REPUBLIKA.CO.ID, LONDON -- Remaja putri Indonesia, Layyina Tamanni (15) --yang menyuarakan dalam satu artikel Islam itu tidak identik dengan kekerasan apalagi terorisme, menjadi pemenang utama dan meraih penghargaan dari anggota Parlemen Colchester, Inggris.
Layyina mengalahkan teman-temannya dari berbagai sekolah di Colchester melalui artikel yang dipublikasikan di Koran Gazette dan media online. Ia merasa sangat bahagia saat menerima hadiah berupa Amazon Fire DH8 dan Amazon Voucher untuk sekolahnya, Gilberd School, demikian ibunda Layyina Tamanni, Dr. Murniati Mukhlisin, M.Acc, London, Ahad (13/12).
Layyina Tamanni mendapatkan First Prize dari Tutor Doctor Colchester North, yang bertempat di kantor berita Gazette, Colchester, Inggris, dalam acara pemberian hadiah tahunan yang diserahkan oleh anggota parlemen untuk Kota Colchester, Will Quince.
Layyina menyampaikan dalama Bahasa Inggris bahwa tulisan yang dimasukkan ke dalam lomba jurnalisme muda itu didorong oleh berita di media tentang buruknya citra Islam baru-baru ini.
Selaku Muslimah, dia ingin menyuarakan bahwa Islam itu tidak identik dengan kekerasan apalagi terorisme. Artikel yang ditulis Layyina akan dipublikasikan di Koran Gazette dan di media lain online.
Kejadian di London mengenai penghinaan terhadap Muslimah di dalam bus bahwa ia dituding sebagai anggota ISIS sangat keterlaluan karena tuduhan tersebut mengeneralisasi bahwa Muslim itu jahat, kata Layyina --anak sulung dari tiga bersaudara.

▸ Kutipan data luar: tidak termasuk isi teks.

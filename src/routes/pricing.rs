//! Pricing page: plan listing, current subscription status, and checkout.
//! `ACTIVE_SUBSCRIPTION_EXISTS` from the payment endpoint is a recognized
//! outcome rendered as information, never as a failure.

use crate::components::{Alert, AlertKind, AppShell, Button, Spinner};
use crate::features::auth::session::use_auth;
use crate::features::payments::{
    client::{self, ACTIVE_SUBSCRIPTION_EXISTS},
    types::{Plan, SubscriptionStatusData},
};
use leptos::prelude::*;
use leptos::task::spawn_local;
use leptos_router::hooks::use_navigate;

#[derive(Clone, Debug, PartialEq)]
enum CheckoutOutcome {
    Paid { credits: i64 },
    AlreadySubscribed,
}

#[component]
pub fn PricingPage() -> impl IntoView {
    let auth = use_auth();
    let navigate = use_navigate();

    let (plans, set_plans) = signal::<Option<Vec<Plan>>>(None);
    let (status, set_status) = signal::<Option<SubscriptionStatusData>>(None);
    let (load_error, set_load_error) = signal::<Option<String>>(None);
    let (outcome, set_outcome) = signal::<Option<CheckoutOutcome>>(None);
    let (error, set_error) = signal::<Option<String>>(None);

    let (requested, set_requested) = signal(false);
    Effect::new(move |_| {
        if requested.get_untracked() {
            return;
        }
        set_requested.set(true);
        spawn_local(async move {
            let token = auth.token();
            match client::fetch_plans(token.as_deref()).await {
                Ok(list) => set_plans.set(Some(list)),
                Err(err) => {
                    log::warn!("Failed to load plans: {err}");
                    set_load_error.set(Some(err.to_string()));
                }
            }
            if token.is_some() {
                match client::fetch_status(token.as_deref()).await {
                    Ok(data) => set_status.set(Some(data)),
                    Err(err) => log::warn!("Failed to load subscription status: {err}"),
                }
            }
        });
    });

    let checkout_action = Action::new_local(move |plan_id: &String| {
        let plan_id = plan_id.clone();
        async move {
            let token = auth.token();
            client::create_payment(&plan_id, token.as_deref()).await
        }
    });

    Effect::new(move |_| {
        if let Some(result) = checkout_action.value().get() {
            match result {
                Ok(payment) => set_outcome.set(Some(CheckoutOutcome::Paid {
                    credits: payment.data.credits,
                })),
                Err(err) if err.is_code(ACTIVE_SUBSCRIPTION_EXISTS) => {
                    set_outcome.set(Some(CheckoutOutcome::AlreadySubscribed));
                }
                Err(err) => set_error.set(Some(err.to_string())),
            }
        }
    });

    // Checkout from a signed-out session detours through login; the signal
    // keeps the non-Send navigate handle out of the button callbacks.
    let (redirect_login, set_redirect_login) = signal(false);
    Effect::new(move |_| {
        if redirect_login.get() {
            navigate("/login?redirect=/pricing", Default::default());
        }
    });

    let on_select = move |plan_id: String| {
        set_outcome.set(None);
        set_error.set(None);
        if !auth.is_authenticated.get_untracked() {
            set_redirect_login.set(true);
            return;
        }
        checkout_action.dispatch(plan_id);
    };

    view! {
        <AppShell>
            <div class="max-w-4xl mx-auto">
                <div class="text-center">
                    <h1 class="text-2xl font-semibold text-gray-900 dark:text-white">"Pricing"</h1>
                    <p class="mt-2 text-sm text-gray-500 dark:text-gray-400">
                        "Pick the plan that fits how you work."
                    </p>
                </div>
                {move || {
                    status
                        .get()
                        .map(|data| {
                            let summary = format!(
                                "Current plan: {} ({})",
                                data.individual.plan_id, data.individual.status
                            );
                            view! {
                                <div class="mt-6">
                                    <Alert kind=AlertKind::Info message=summary />
                                </div>
                            }
                        })
                }}
                {move || {
                    outcome
                        .get()
                        .map(|result| {
                            let (kind, message) = match result {
                                CheckoutOutcome::Paid { credits } => (
                                    AlertKind::Success,
                                    format!("Payment confirmed. {credits} credits added to your account."),
                                ),
                                CheckoutOutcome::AlreadySubscribed => (
                                    AlertKind::Info,
                                    "You already have an active subscription. It keeps running unchanged."
                                        .to_string(),
                                ),
                            };
                            view! {
                                <div class="mt-6">
                                    <Alert kind=kind message=message />
                                </div>
                            }
                        })
                }}
                {move || {
                    error
                        .get()
                        .map(|message| {
                            view! {
                                <div class="mt-6">
                                    <Alert kind=AlertKind::Error message=message />
                                </div>
                            }
                        })
                }}
                {move || {
                    load_error
                        .get()
                        .map(|message| {
                            view! {
                                <div class="mt-6">
                                    <Alert kind=AlertKind::Warning message=message />
                                </div>
                            }
                        })
                }}
                {move || match plans.get() {
                    None => view! { <div class="mt-10 text-center"><Spinner /></div> }.into_any(),
                    Some(list) => view! {
                        <div class="mt-8 grid gap-6 md:grid-cols-3">
                            {list
                                .into_iter()
                                .map(|plan| {
                                    let plan_id = plan.id.clone();
                                    let highlight = plan.is_popular;
                                    view! {
                                        <div
                                            class="flex flex-col rounded-xl border bg-white p-6 dark:bg-gray-800"
                                            class:border-blue-500=move || highlight
                                            class:border-gray-200=move || !highlight
                                        >
                                            <h2 class="text-lg font-semibold text-gray-900 dark:text-white">
                                                {plan.name.clone()}
                                            </h2>
                                            <p class="mt-2 text-3xl font-bold text-gray-900 dark:text-white">
                                                {plan.display_price()}
                                                <span class="text-sm font-normal text-gray-500 dark:text-gray-400">
                                                    {format!(" / {}", plan.interval)}
                                                </span>
                                            </p>
                                            <ul class="mt-4 flex-1 space-y-2 text-sm text-gray-600 dark:text-gray-300">
                                                {plan
                                                    .features
                                                    .iter()
                                                    .map(|feature| view! { <li>{format!("· {feature}")}</li> })
                                                    .collect_view()}
                                            </ul>
                                            <div class="mt-6">
                                                <Button
                                                    disabled=checkout_action.pending()
                                                    on_click=Callback::new(move |_| on_select(plan_id.clone()))
                                                >
                                                    "Choose plan"
                                                </Button>
                                            </div>
                                        </div>
                                    }
                                })
                                .collect_view()}
                        </div>
                    }
                    .into_any(),
                }}
            </div>
        </AppShell>
    }
}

Walaupun di sekolahnya dia tidak belajar Islam, namun orangtuanya dan pengajian komunitas Indonesia di tempat Layyina tinggal sering memberikan pencerahan bahwa Islam mengajarkan kebaikan, kedamaian, kerukunan.
"Ayah dan ibu saya selalu menyarankan kami agar berprilaku ramah kepada tetangga, teman-teman non-Muslim dan memperlihatkan bahwa kami baik hati," kata Layyina.
Ketika bersekolah di SIT Fajar Hidayah, Layyina, menunjukkan hasil survei dalam artikelnya bahwa sejak serangan 11/9, hanya tujuh persen Muslim itu digolongkan radikal sedangkan 93 persen lagi adalah Muslim yang cinta damai. Poin itu menjadi salah satu poin terbesar dalam penilaian lomba jurnalisme yang diikutinya kali ini.
Putri pertama pasangan Dr. Murniati Mukhlisin, dosen akuntansi Islam, sedangkan ayahnya --mahasiswa S3 di Glasgow-- itu tengah menyelesaikan rancangan buku tentang cerita fiksi mengenai Global Warming, suatu hal yang sangat memprihatinkan.
"Layyina memang suka membaca dan berdiskusi tentang masalah seputar ke-Islaman, yang dijadikannya bahan tulisan," ujar Dr. Murniati Mukhlisin, M.Acc.